See Canvas for due dates and grading rubric.
You can answer these using whatever programming language you prefer, although we will be teaching and supporting R.
Turn in a neatly typed report that answers the questions in clear English, using complete sentences. It should be 2-4 pages (single sided, including tables and figures).
Attach your code in an appendix. This code must run, and support your answers.
We’re going to look at US federal government spending broken down by agency. In this assignment we’ll learn:
The ‘group by’ model of computation
How to process data spread over many files
The goal is to learn about the limits of data processing on a local laptop or desktop. Later, we can compare this to the performance of a remote cluster.

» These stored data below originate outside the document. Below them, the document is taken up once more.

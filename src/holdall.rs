use core::{any::TypeId, pin::Pin};

use holdall_internals::RawHoldall;

use crate::{
    error::{CastError, CopyUnsupported},
    handlers::{self, CloneHandler},
    markers::{Local, PayloadMarkerFor, SendSync},
    trace::{debug_event, trace_event},
    type_token::TypeToken,
};

/// FIXME: Once rust-lang/rust#132922 gets resolved, we can make the `raw` field
/// an unsafe field and remove this module.
mod limit_field_access {
    use core::marker::PhantomData;

    use holdall_internals::RawHoldall;

    use crate::markers::SendSync;

    /// A container holding at most one value of any `'static` type.
    ///
    /// Values that fit into two pointers (see
    /// [`fits_inline`](crate::fits_inline)) are stored inline without
    /// allocating. Larger or over-aligned values are boxed, and so are values
    /// stored with [`Holdall::from_pinned`] so that their address never
    /// changes.
    ///
    /// # Type Parameters
    /// - `ThreadSafety`: The thread safety marker for the container. This can
    ///   either be [`SendSync`] or [`Local`](crate::markers::Local).
    ///
    /// # Examples
    ///
    /// ```
    /// use holdall::Holdall;
    ///
    /// let mut holdall: Holdall = Holdall::new();
    /// assert!(holdall.is_empty());
    ///
    /// holdall.emplace(42i32);
    /// assert_eq!(holdall.downcast_ref::<i32>(), Some(&42));
    /// assert_eq!(holdall.downcast_ref::<f64>(), None);
    ///
    /// holdall.emplace(String::from("now a string"));
    /// assert!(holdall.is::<String>());
    /// ```
    #[repr(transparent)]
    pub struct Holdall<ThreadSafety: 'static = SendSync> {
        /// # Safety
        ///
        /// The following safety invariants are guaranteed to be upheld as long
        /// as this struct exists:
        ///
        /// 1. `T` must either be `SendSync` or `Local`.
        /// 2. If `T = SendSync`: The value held by the [`RawHoldall`], if any,
        ///    must be `Send + Sync`.
        raw: RawHoldall,
        _thread_safety: PhantomData<ThreadSafety>,
    }

    impl<T> Holdall<T> {
        /// Creates a new, empty [`Holdall`].
        ///
        /// # Examples
        ///
        /// ```
        /// use holdall::Holdall;
        ///
        /// let holdall: Holdall = Holdall::new();
        /// assert!(holdall.is_empty());
        /// ```
        #[must_use]
        pub const fn new() -> Self {
            // SAFETY: We must uphold the safety invariants of the raw field:
            // 1. `Holdall` is only ever named with `SendSync` or `Local`, the
            //    only markers values can be stored for.
            // 2. The container is empty.
            Holdall {
                raw: RawHoldall::new(),
                _thread_safety: PhantomData,
            }
        }

        /// Creates a [`Holdall`] from a raw container.
        ///
        /// # Safety
        ///
        /// The caller must ensure:
        ///
        /// 1. `T` must either be `SendSync` or `Local`.
        /// 2. If `T = SendSync`: The value held by the [`RawHoldall`], if any,
        ///    must be `Send + Sync`.
        #[must_use]
        pub(crate) unsafe fn from_raw(raw: RawHoldall) -> Self {
            // SAFETY: We must uphold the safety invariants of the raw field:
            // 1. Guaranteed by caller
            // 2. Guaranteed by caller
            Holdall {
                raw,
                _thread_safety: PhantomData,
            }
        }

        /// Consumes the [`Holdall`] and returns the inner [`RawHoldall`].
        #[must_use]
        pub(crate) fn into_raw(self) -> RawHoldall {
            // SAFETY: We are destroying `self`, so we no longer
            // need to uphold any safety invariants.
            self.raw
        }

        /// Returns a shared reference to the inner [`RawHoldall`].
        pub(crate) fn as_raw(&self) -> &RawHoldall {
            // SAFETY: We must uphold the safety invariants of the raw field:
            // 1. Upheld as the type parameters do not change.
            // 2. No value can be stored through a shared reference.
            &self.raw
        }

        /// Returns a mutable reference to the inner [`RawHoldall`].
        ///
        /// # Safety
        ///
        /// The caller must ensure:
        ///
        /// 1. If `T = SendSync`: Any value stored through the returned
        ///    reference must be `Send + Sync`.
        pub(crate) unsafe fn as_raw_mut(&mut self) -> &mut RawHoldall {
            // SAFETY: We must uphold the safety invariants of the raw field:
            // 1. Upheld as the type parameters do not change.
            // 2. Guaranteed by the caller
            &mut self.raw
        }
    }
}
pub use limit_field_access::Holdall;

// SAFETY: A `Holdall<SendSync>` only ever holds `Send + Sync` values, as
// enforced by the `PayloadMarkerFor<SendSync>` bounds on every method that
// stores a value. The descriptor it refers to is immutable static data.
unsafe impl Send for Holdall<SendSync> {}

// SAFETY: A `Holdall<SendSync>` only ever holds `Send + Sync` values, and
// shared references only give out shared references to the value.
unsafe impl Sync for Holdall<SendSync> {}
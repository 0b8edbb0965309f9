//! Comparable type identities.

use core::any::TypeId;

/// Uninhabited type standing in for "no value". It is private, so no
/// container can ever hold it.
enum Nothing {}

/// The identity of the type held by a [`Holdall`](crate::Holdall).
///
/// Two tokens are equal if and only if they name the same type. The type
/// name is carried along for diagnostics only and takes no part in
/// comparisons.
///
/// An empty container reports [`TypeToken::none`], which differs from the
/// token of every storable type.
///
/// # Examples
///
/// ```
/// use holdall::{Holdall, TypeToken};
///
/// let mut holdall: Holdall = Holdall::from_value(1i32);
/// assert_eq!(holdall.type_token(), TypeToken::of::<i32>());
///
/// holdall.clear();
/// assert_eq!(holdall.type_token(), TypeToken::none());
/// assert!(holdall.type_token().is_none());
/// ```
#[derive(Copy, Clone, Debug)]
pub struct TypeToken {
    /// The identity of the type
    id: TypeId,
    /// The name of the type
    name: &'static str,
}

impl TypeToken {
    /// Returns the token for the type `V`.
    #[must_use]
    pub fn of<V: ?Sized + 'static>() -> Self {
        Self {
            id: TypeId::of::<V>(),
            name: core::any::type_name::<V>(),
        }
    }

    /// Returns the token reported by empty containers.
    #[must_use]
    pub fn none() -> Self {
        Self {
            id: TypeId::of::<Nothing>(),
            name: "<none>",
        }
    }

    /// Creates a token from a raw type identity and name.
    pub(crate) fn from_parts(id: TypeId, name: &'static str) -> Self {
        Self { id, name }
    }

    /// Returns `true` if this is the token reported by empty containers.
    #[must_use]
    pub fn is_none(&self) -> bool {
        self.id == TypeId::of::<Nothing>()
    }

    /// Returns `true` if this token names the type `V`.
    #[must_use]
    pub fn is<V: ?Sized + 'static>(&self) -> bool {
        self.id == TypeId::of::<V>()
    }

    /// Returns the [`TypeId`] of the named type.
    #[must_use]
    pub fn id(&self) -> TypeId {
        self.id
    }

    /// Returns the name of the type, as given by [`core::any::type_name`].
    #[must_use]
    pub fn name(&self) -> &'static str {
        self.name
    }
}

impl PartialEq for TypeToken {
    fn eq(&self, other: &Self) -> bool {
        self.id == other.id
    }
}

impl Eq for TypeToken {}

impl core::hash::Hash for TypeToken {
    fn hash<H: core::hash::Hasher>(&self, state: &mut H) {
        self.id.hash(state);
    }
}

impl core::fmt::Display for TypeToken {
    fn fmt(&self, formatter: &mut core::fmt::Formatter<'_>) -> core::fmt::Result {
        formatter.write_str(self.name)
    }
}
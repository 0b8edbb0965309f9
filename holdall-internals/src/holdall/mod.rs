//! Module containing the type-erased single-value container

pub(crate) mod descriptor;
mod raw;
pub(crate) mod storage;

pub use self::raw::RawHoldall;
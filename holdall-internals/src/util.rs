//! Internal utility types.

/// Marker type used when type-erasing a stored value.
///
/// This zero-sized type serves as a placeholder in pointer types when the
/// actual concrete type has been erased. For example, a `NonNull<Erased>`
/// returned by a descriptor points to a value whose concrete type is unknown
/// at the current scope.
pub(crate) struct Erased;
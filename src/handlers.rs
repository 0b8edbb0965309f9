//! Handlers that control whether values stored in a [`Holdall`] can be
//! cloned.
//!
//! # What Are Handlers?
//!
//! Handlers are types that implement the [`CloneHandler`] trait. They are
//! chosen when a value is stored and decide what happens later when the
//! container is copied:
//! - Whether copying is possible at all (the [`CloneHandler::CLONEABLE`]
//!   constant)
//! - How a new copy is produced ([`CloneHandler::try_clone`])
//! - How an existing value is overwritten by a copy
//!   ([`CloneHandler::try_clone_from`])
//!
//! # Built-in Handlers
//!
//! ## [`Cloneable`]
//!
//! For types implementing [`Clone`]. Copies use [`Clone::clone`], and
//! assignments between containers holding the same type use
//! [`Clone::clone_from`], which lets types like [`Vec`] reuse their
//! allocation. This is the handler used by [`Holdall::from_value`],
//! [`Holdall::emplace`] and [`Holdall::from_pinned_cloneable`]. Pinned
//! values are never assigned through `&mut V`, so copying over one clones a
//! fresh value instead of calling [`Clone::clone_from`].
//!
//! ## [`Uncloneable`]
//!
//! For any type. Every copy attempt fails with
//! [`CopyUnsupported`](crate::CopyUnsupported). This is the handler used by
//! [`Holdall::from_uncloneable`] and [`Holdall::from_pinned`].
//!
//! # Custom Handlers
//!
//! ```
//! use holdall::{
//!     Holdall,
//!     handlers::{CloneHandler, Unsupported},
//! };
//!
//! struct Session {
//!     id: u64,
//!     token: String,
//! }
//!
//! // Copies of a session keep the id but drop the token
//! struct Redacted;
//!
//! impl CloneHandler<Session> for Redacted {
//!     const CLONEABLE: bool = true;
//!
//!     fn try_clone(value: &Session) -> Result<Session, Unsupported> {
//!         Ok(Session {
//!             id: value.id,
//!             token: String::new(),
//!         })
//!     }
//! }
//!
//! let original: Holdall = Holdall::from_custom::<_, Redacted>(Session {
//!     id: 7,
//!     token: "secret".to_string(),
//! });
//! let copy = original.try_clone().unwrap();
//! assert_eq!(copy.downcast_ref::<Session>().unwrap().id, 7);
//! assert!(copy.downcast_ref::<Session>().unwrap().token.is_empty());
//! ```
//!
//! [`Holdall`]: crate::Holdall
//! [`Holdall::from_value`]: crate::Holdall::from_value
//! [`Holdall::emplace`]: crate::Holdall::emplace
//! [`Holdall::from_uncloneable`]: crate::Holdall::from_uncloneable
//! [`Holdall::from_pinned`]: crate::Holdall::from_pinned
//! [`Holdall::from_pinned_cloneable`]: crate::Holdall::from_pinned_cloneable
//! [`Vec`]: alloc::vec::Vec

pub use holdall_internals::handlers::{CloneHandler, Unsupported};

/// Handler for types implementing [`Clone`].
///
/// # Examples
///
/// ```
/// use holdall::{Holdall, handlers};
///
/// let mut a: Holdall = Holdall::from_custom::<_, handlers::Cloneable>(vec![1u32, 2, 3]);
/// let b = a.try_clone().unwrap();
/// assert_eq!(b.downcast_ref::<Vec<u32>>().unwrap(), &[1, 2, 3]);
///
/// a.try_clone_from(&b).unwrap();
/// ```
#[derive(Copy, Clone, PartialEq, Eq, PartialOrd, Ord, Debug, Default, Hash)]
pub struct Cloneable;

impl<V> CloneHandler<V> for Cloneable
where
    V: Clone,
{
    const CLONEABLE: bool = true;

    fn try_clone(value: &V) -> Result<V, Unsupported> {
        Ok(value.clone())
    }

    fn try_clone_from(target: &mut V, source: &V) -> Result<(), Unsupported> {
        target.clone_from(source);
        Ok(())
    }
}

/// Handler for values that must never be copied.
///
/// Storing a value with this handler always succeeds. Copying the container
/// afterwards reports [`CopyUnsupported`](crate::CopyUnsupported) and leaves
/// both containers as they were.
///
/// # Examples
///
/// ```
/// use std::sync::Mutex;
///
/// use holdall::{Holdall, handlers};
///
/// let lock: Holdall = Holdall::from_custom::<_, handlers::Uncloneable>(Mutex::new(0u32));
/// assert!(lock.try_clone().is_err());
/// ```
#[derive(Copy, Clone, PartialEq, Eq, PartialOrd, Ord, Debug, Default, Hash)]
pub struct Uncloneable;

impl<V> CloneHandler<V> for Uncloneable {
    const CLONEABLE: bool = false;

    fn try_clone(_value: &V) -> Result<V, Unsupported> {
        Err(Unsupported)
    }

    fn try_clone_from(_target: &mut V, _source: &V) -> Result<(), Unsupported> {
        Err(Unsupported)
    }
}
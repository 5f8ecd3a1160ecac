//! Example: Write a large workbook, then stream, index and search it

use std::io::Write;

use sheet_stream::prelude::*;
use zip::write::SimpleFileOptions;
use zip::ZipWriter;

const ROWS: usize = 100_000;

fn main() -> XlsxResult<()> {
    let dir = tempfile::tempdir()?;
    let path = dir.path().join("orders.xlsx");
    write_sample(&path)?;
    println!("Wrote {} rows to {}", ROWS, path.display());

    let workbook = sheet_stream::open(&path)?;
    let sheet = workbook
        .sheet(0)
        .ok_or_else(|| XlsxError::InvalidFormat("workbook has no sheets".into()))?;

    // Stream every row once
    let mut total = 0.0;
    for row in sheet.rows()? {
        let mut row = row?;
        if let Some(amount) = row.cell(2)?.and_then(Cell::as_number) {
            total += amount;
        }
    }
    println!("Sum of amounts: {total}");

    // Random access builds the row index on first use
    if let Some(mut row) = sheet.row(75_000)? {
        println!("Row 75000: {:?}", row.values()?);
    }
    println!("Indexed rows: {}", sheet.row_count()?);

    // Search
    let hits = sheet.find_rows_by_pattern(r"^ORD-0999\d$", Some(5))?;
    for mut row in hits {
        println!("Match at row {}: {:?}", row.number(), row.values()?);
    }

    println!("Shared strings: {:?}", workbook.shared_strings().stats());
    workbook.close();
    Ok(())
}

fn write_sample(path: &std::path::Path) -> XlsxResult<()> {
    let statuses = ["open", "shipped", "closed"];
    let file = std::fs::File::create(path)?;
    let mut zip = ZipWriter::new(file);
    let options = SimpleFileOptions::default();

    zip.start_file("xl/workbook.xml", options)?;
    zip.write_all(
        br#"<workbook xmlns="http://schemas.openxmlformats.org/spreadsheetml/2006/main" xmlns:r="http://schemas.openxmlformats.org/officeDocument/2006/relationships"><sheets><sheet name="Orders" sheetId="1" r:id="rId1"/></sheets></workbook>"#,
    )?;

    zip.start_file("xl/_rels/workbook.xml.rels", options)?;
    zip.write_all(
        br#"<Relationships xmlns="http://schemas.openxmlformats.org/package/2006/relationships"><Relationship Id="rId1" Type="http://schemas.openxmlformats.org/officeDocument/2006/relationships/worksheet" Target="worksheets/sheet1.xml"/></Relationships>"#,
    )?;

    zip.start_file("xl/sharedStrings.xml", options)?;
    write!(zip, r#"<sst xmlns="http://schemas.openxmlformats.org/spreadsheetml/2006/main">"#)?;
    for status in statuses {
        write!(zip, "<si><t>{status}</t></si>")?;
    }
    write!(zip, "</sst>")?;

    zip.start_file("xl/worksheets/sheet1.xml", options)?;
    write!(zip, r#"<worksheet xmlns="http://schemas.openxmlformats.org/spreadsheetml/2006/main"><sheetData>"#)?;
    for n in 1..=ROWS {
        write!(
            zip,
            r#"<row r="{n}"><c r="A{n}" t="inlineStr"><is><t>ORD-{n:05}</t></is></c><c r="B{n}" t="s"><v>{}</v></c><c r="C{n}"><v>{}.5</v></c></row>"#,
            n % statuses.len(),
            n % 100
        )?;
    }
    write!(zip, "</sheetData></worksheet>")?;

    zip.finish()?;
    Ok(())
}
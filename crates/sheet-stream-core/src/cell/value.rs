//! Decoded cell values

use super::CellAddress;
use std::fmt;

/// The declared type of a cell, taken from its `t` attribute.
///
/// The value itself is always kept as text; numeric and boolean parsing is
/// left to the caller (see [`Cell::as_number`] and [`Cell::as_bool`]).
#[derive(Debug, Clone, Copy, PartialEq, Eq, Hash, Default)]
pub enum CellType {
    /// No value element at all
    #[default]
    Empty,
    /// Shared, inline or formula string
    String,
    /// Direct numeric value (no `t` or `t="n"`)
    Number,
    /// `t="b"`, value is `0` or `1`
    Boolean,
    /// `t="e"`, value is the error literal (e.g. `#DIV/0!`)
    Error,
    /// `t="d"`, ISO 8601 text
    Date,
}

impl CellType {
    /// Get the type name for display
    pub fn type_name(&self) -> &'static str {
        match self {
            CellType::Empty => "empty",
            CellType::String => "string",
            CellType::Number => "number",
            CellType::Boolean => "boolean",
            CellType::Error => "error",
            CellType::Date => "date",
        }
    }
}

/// One decoded cell of a row.
#[derive(Debug, Clone, PartialEq, Eq, Default)]
pub struct Cell {
    value: String,
    cell_type: CellType,
    column_index: usize,
    reference: Option<String>,
}

impl Cell {
    /// Create a new cell
    pub fn new(
        value: impl Into<String>,
        cell_type: CellType,
        column_index: usize,
        reference: Option<String>,
    ) -> Self {
        Self {
            value: value.into(),
            cell_type,
            column_index,
            reference,
        }
    }

    /// Create an empty cell at the given encounter position
    pub fn empty(column_index: usize, reference: Option<String>) -> Self {
        Self::new(String::new(), CellType::Empty, column_index, reference)
    }

    /// The decoded text value
    pub fn value(&self) -> &str {
        &self.value
    }

    /// Consume the cell, returning its text value
    pub fn into_value(self) -> String {
        self.value
    }

    /// The declared type
    pub fn cell_type(&self) -> CellType {
        self.cell_type
    }

    /// Check if the cell holds no value
    pub fn is_empty(&self) -> bool {
        self.cell_type == CellType::Empty
    }

    /// 0-based position of this cell within its row, in document order.
    ///
    /// Sparse rows are compacted: a row holding only `A1` and `D1` yields
    /// indices 0 and 1. Use [`Cell::column`] for the spreadsheet column.
    pub fn column_index(&self) -> usize {
        self.column_index
    }

    /// The raw `r` reference (e.g. "B7"), when the producer wrote one
    pub fn reference(&self) -> Option<&str> {
        self.reference.as_deref()
    }

    /// The parsed reference, if present and well formed
    pub fn address(&self) -> Option<CellAddress> {
        self.reference
            .as_deref()
            .and_then(|r| CellAddress::parse(r).ok())
    }

    /// The 0-based spreadsheet column parsed from the reference letters
    pub fn column(&self) -> Option<u16> {
        self.address().map(|a| a.col)
    }

    /// Try to get the value as a number
    pub fn as_number(&self) -> Option<f64> {
        match self.cell_type {
            CellType::Empty | CellType::Error => None,
            CellType::Boolean => self.as_bool().map(|b| if b { 1.0 } else { 0.0 }),
            _ => self.value.trim().parse().ok(),
        }
    }

    /// Try to get the value as a boolean
    pub fn as_bool(&self) -> Option<bool> {
        match (self.cell_type, self.value.trim()) {
            (CellType::Boolean, "1") => Some(true),
            (CellType::Boolean, "0") => Some(false),
            (_, v) if v.eq_ignore_ascii_case("true") => Some(true),
            (_, v) if v.eq_ignore_ascii_case("false") => Some(false),
            _ => None,
        }
    }
}

impl fmt::Display for Cell {
    fn fmt(&self, f: &mut fmt::Formatter<'_>) -> fmt::Result {
        f.write_str(&self.value)
    }
}
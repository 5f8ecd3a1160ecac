//! Row and cell decoding
//!
//! Turns the raw markup of one `<row>` unit into typed cells. Cells are picked
//! out with patterns rather than a full XML parse, which keeps decoding cheap
//! and tolerant of namespace prefixes and minor producer quirks.

use once_cell::sync::Lazy;
use regex::Regex;

use sheet_stream_core::{Cell, CellType};

use crate::error::XlsxResult;
use crate::scan::{OPEN_ATTRS, PREFIX};
use crate::shared_strings::SharedStringTable;
use crate::text::{decode_entities, item_text};

/// A `<c>` unit; group 1 holds a self-closing cell's attributes, groups 2
/// and 3 the attributes and body of a full one
static CELL: Lazy<Regex> = Lazy::new(|| {
    Regex::new(&format!(
        r"(?s)<{PREFIX}c(\s[^>]*)?/>|<{PREFIX}c({OPEN_ATTRS})>(.*?)</{PREFIX}c\s*>"
    ))
    .expect("cell pattern is valid")
});

static VALUE: Lazy<Regex> = Lazy::new(|| {
    Regex::new(&format!(r"(?s)<{PREFIX}v{OPEN_ATTRS}>(.*?)</{PREFIX}v\s*>"))
        .expect("value pattern is valid")
});

static INLINE: Lazy<Regex> = Lazy::new(|| {
    Regex::new(&format!(r"(?s)<{PREFIX}is{OPEN_ATTRS}>(.*?)</{PREFIX}is\s*>"))
        .expect("inline string pattern is valid")
});

static REF_ATTR: Lazy<Regex> = Lazy::new(|| {
    Regex::new(r#"\sr\s*=\s*(?:"([^"]*)"|'([^']*)')"#).expect("reference attribute pattern is valid")
});

static TYPE_ATTR: Lazy<Regex> = Lazy::new(|| {
    Regex::new(r#"\st\s*=\s*(?:"([^"]*)"|'([^']*)')"#).expect("type attribute pattern is valid")
});

fn attribute<'a>(pattern: &Regex, attrs: &'a str) -> Option<&'a str> {
    let caps = pattern.captures(attrs)?;
    caps.get(1).or_else(|| caps.get(2)).map(|m| m.as_str())
}

/// Decode every cell of a row unit, in document order.
///
/// Column indices count cells as they are encountered, so gaps in a sparse
/// row are not preserved (see [`Cell::column`] for the real column).
pub fn decode_row(markup: &str, strings: &SharedStringTable) -> XlsxResult<Vec<Cell>> {
    let mut cells = Vec::new();

    for (column_index, caps) in CELL.captures_iter(markup).enumerate() {
        let cell = if let Some(attrs) = caps.get(1) {
            let reference = attribute(&REF_ATTR, attrs.as_str()).map(str::to_string);
            Cell::empty(column_index, reference)
        } else {
            let attrs = caps.get(2).map_or("", |m| m.as_str());
            let body = caps.get(3).map_or("", |m| m.as_str());
            decode_cell(attrs, body, column_index, strings)?
        };
        cells.push(cell);
    }

    Ok(cells)
}

fn decode_cell(
    attrs: &str,
    body: &str,
    column_index: usize,
    strings: &SharedStringTable,
) -> XlsxResult<Cell> {
    let reference = attribute(&REF_ATTR, attrs).map(str::to_string);
    let declared = attribute(&TYPE_ATTR, attrs).unwrap_or("n");
    let raw = VALUE
        .captures(body)
        .and_then(|caps| caps.get(1))
        .map(|m| m.as_str());

    if declared == "inlineStr" {
        if let Some(inner) = INLINE.captures(body).and_then(|caps| caps.get(1)) {
            let text = item_text(inner.as_str());
            return Ok(Cell::new(text, CellType::String, column_index, reference));
        }
    }

    let Some(raw) = raw else {
        return Ok(Cell::empty(column_index, reference));
    };

    let (value, cell_type) = match declared {
        "s" => match raw.trim().parse::<usize>() {
            Ok(id) => (strings.get(id)?, CellType::String),
            Err(_) => return Ok(Cell::empty(column_index, reference)),
        },
        "inlineStr" | "str" => (decode_entities(raw).into_owned(), CellType::String),
        "b" => (raw.trim().to_string(), CellType::Boolean),
        "e" => (decode_entities(raw).into_owned(), CellType::Error),
        "d" => (raw.trim().to_string(), CellType::Date),
        _ => (raw.trim().to_string(), CellType::Number),
    };

    Ok(Cell::new(value, cell_type, column_index, reference))
}
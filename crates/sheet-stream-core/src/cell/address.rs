//! Cell address parsing

use crate::error::{Error, Result};
use crate::{MAX_COLS, MAX_ROWS};
use std::fmt;
use std::str::FromStr;

/// A cell address (e.g., "A1", "$B$2") as found in a cell's `r` attribute.
///
/// Row and column are stored 0-based; the textual form is 1-based for rows.
#[derive(Debug, Clone, Copy, PartialEq, Eq, Hash)]
pub struct CellAddress {
    /// Row index (0-based internally, 1-based in display)
    pub row: u32,
    /// Column index (0-based, A=0, B=1, ..., XFD=16383)
    pub col: u16,
    /// Whether the row reference is absolute ($)
    pub row_absolute: bool,
    /// Whether the column reference is absolute ($)
    pub col_absolute: bool,
}

impl CellAddress {
    /// Create a new cell address with relative references
    pub fn new(row: u32, col: u16) -> Self {
        Self {
            row,
            col,
            row_absolute: false,
            col_absolute: false,
        }
    }

    /// Parse a cell address from A1-style notation
    ///
    /// # Examples
    /// ```
    /// use sheet_stream_core::CellAddress;
    ///
    /// let addr = CellAddress::parse("D7").unwrap();
    /// assert_eq!(addr.row, 6);
    /// assert_eq!(addr.col, 3);
    ///
    /// let addr = CellAddress::parse("$B$2").unwrap();
    /// assert!(addr.row_absolute);
    /// assert!(addr.col_absolute);
    /// ```
    pub fn parse(s: &str) -> Result<Self> {
        let s = s.trim();
        if s.is_empty() {
            return Err(Error::InvalidAddress("empty address".into()));
        }

        let bytes = s.as_bytes();
        let mut pos = 0;

        let col_absolute = if bytes.get(pos) == Some(&b'$') {
            pos += 1;
            true
        } else {
            false
        };

        let col_start = pos;
        while pos < bytes.len() && bytes[pos].is_ascii_alphabetic() {
            pos += 1;
        }

        if pos == col_start {
            return Err(Error::InvalidAddress(format!(
                "no column letters in '{}'",
                s
            )));
        }

        let col = Self::letters_to_column(&s[col_start..pos])?;

        let row_absolute = if bytes.get(pos) == Some(&b'$') {
            pos += 1;
            true
        } else {
            false
        };

        let row_str = &s[pos..];
        if row_str.is_empty() {
            return Err(Error::InvalidAddress(format!("no row number in '{}'", s)));
        }

        let row: u32 = row_str
            .parse()
            .map_err(|_| Error::InvalidAddress(format!("invalid row number in '{}'", s)))?;

        // Excel rows are 1-based, we use 0-based internally
        if row == 0 {
            return Err(Error::InvalidAddress(format!(
                "row number must be >= 1 in '{}'",
                s
            )));
        }

        let row = row - 1;
        if row >= MAX_ROWS {
            return Err(Error::RowOutOfBounds(row, MAX_ROWS - 1));
        }

        Ok(Self {
            row,
            col,
            row_absolute,
            col_absolute,
        })
    }

    /// Convert column index to letters (0 = A, 25 = Z, 26 = AA, etc.)
    pub fn column_to_letters(col: u16) -> String {
        let mut result = String::new();
        let mut n = col as u32 + 1;

        while n > 0 {
            n -= 1;
            let c = ((n % 26) as u8 + b'A') as char;
            result.insert(0, c);
            n /= 26;
        }

        result
    }

    /// Convert column letters to index (A = 0, Z = 25, AA = 26, etc.)
    pub fn letters_to_column(letters: &str) -> Result<u16> {
        if letters.is_empty() {
            return Err(Error::InvalidAddress("empty column letters".into()));
        }

        let mut col: u32 = 0;
        for c in letters.chars() {
            if !c.is_ascii_alphabetic() {
                return Err(Error::InvalidAddress(format!(
                    "invalid column letter '{}'",
                    c
                )));
            }
            col = col * 26 + (c.to_ascii_uppercase() as u32 - 'A' as u32 + 1);
            if col > MAX_COLS as u32 {
                return Err(Error::ColumnOutOfBounds(col - 1, MAX_COLS - 1));
            }
        }

        Ok((col - 1) as u16)
    }

    /// Format as A1-style string
    pub fn to_a1_string(&self) -> String {
        let mut result = String::new();

        if self.col_absolute {
            result.push('$');
        }
        result.push_str(&Self::column_to_letters(self.col));

        if self.row_absolute {
            result.push('$');
        }
        result.push_str(&(self.row + 1).to_string());

        result
    }
}

impl fmt::Display for CellAddress {
    fn fmt(&self, f: &mut fmt::Formatter<'_>) -> fmt::Result {
        write!(f, "{}", self.to_a1_string())
    }
}

impl FromStr for CellAddress {
    type Err = Error;

    fn from_str(s: &str) -> Result<Self> {
        Self::parse(s)
    }
}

The data is available at http://anson.ucdavis.edu/~clarkf/sta141c/ see awards.zip. Inside this zip file are 720 files. Each file corresponds to one agency. 0.csv is the exception- it contains those records where the funding agency field was NULL. You do not have to process
Download awards.zip onto your local machine. The data is 1.5 GB compressed, and 7.4 GB uncompressed, which becomes unwieldy on a personal machine that only has 8 GB of memory.
Look up the meanings of the data and fields at https://www.usaspending.gov/#/.
You may find these R functions useful as you complete this assignment:
unzip, unz, list.files, lapply, tapply, median, log, hist, file.info, system.time
1 – Computation
Compute the median annual spending for each agency.
Which agencies have the highest median annual spending?
Qualitatively describe the distribution of median annual spending.
Qualitatively describe the distribution of the logarithm of the median annual spending. Plot the histogram.
Is there a clear separation between agencies that spend a large amount of money, and those which spend less money?
2 – Reflecting
Qualitatively describe the distribution of the file sizes.
How does the size of the file relate to the number of rows in that file?
How long does it take to process all the data?
Do you think this same approach you took work for 10 times as many files? What if each file was 10 times larger?
How do you imagine you could make it faster?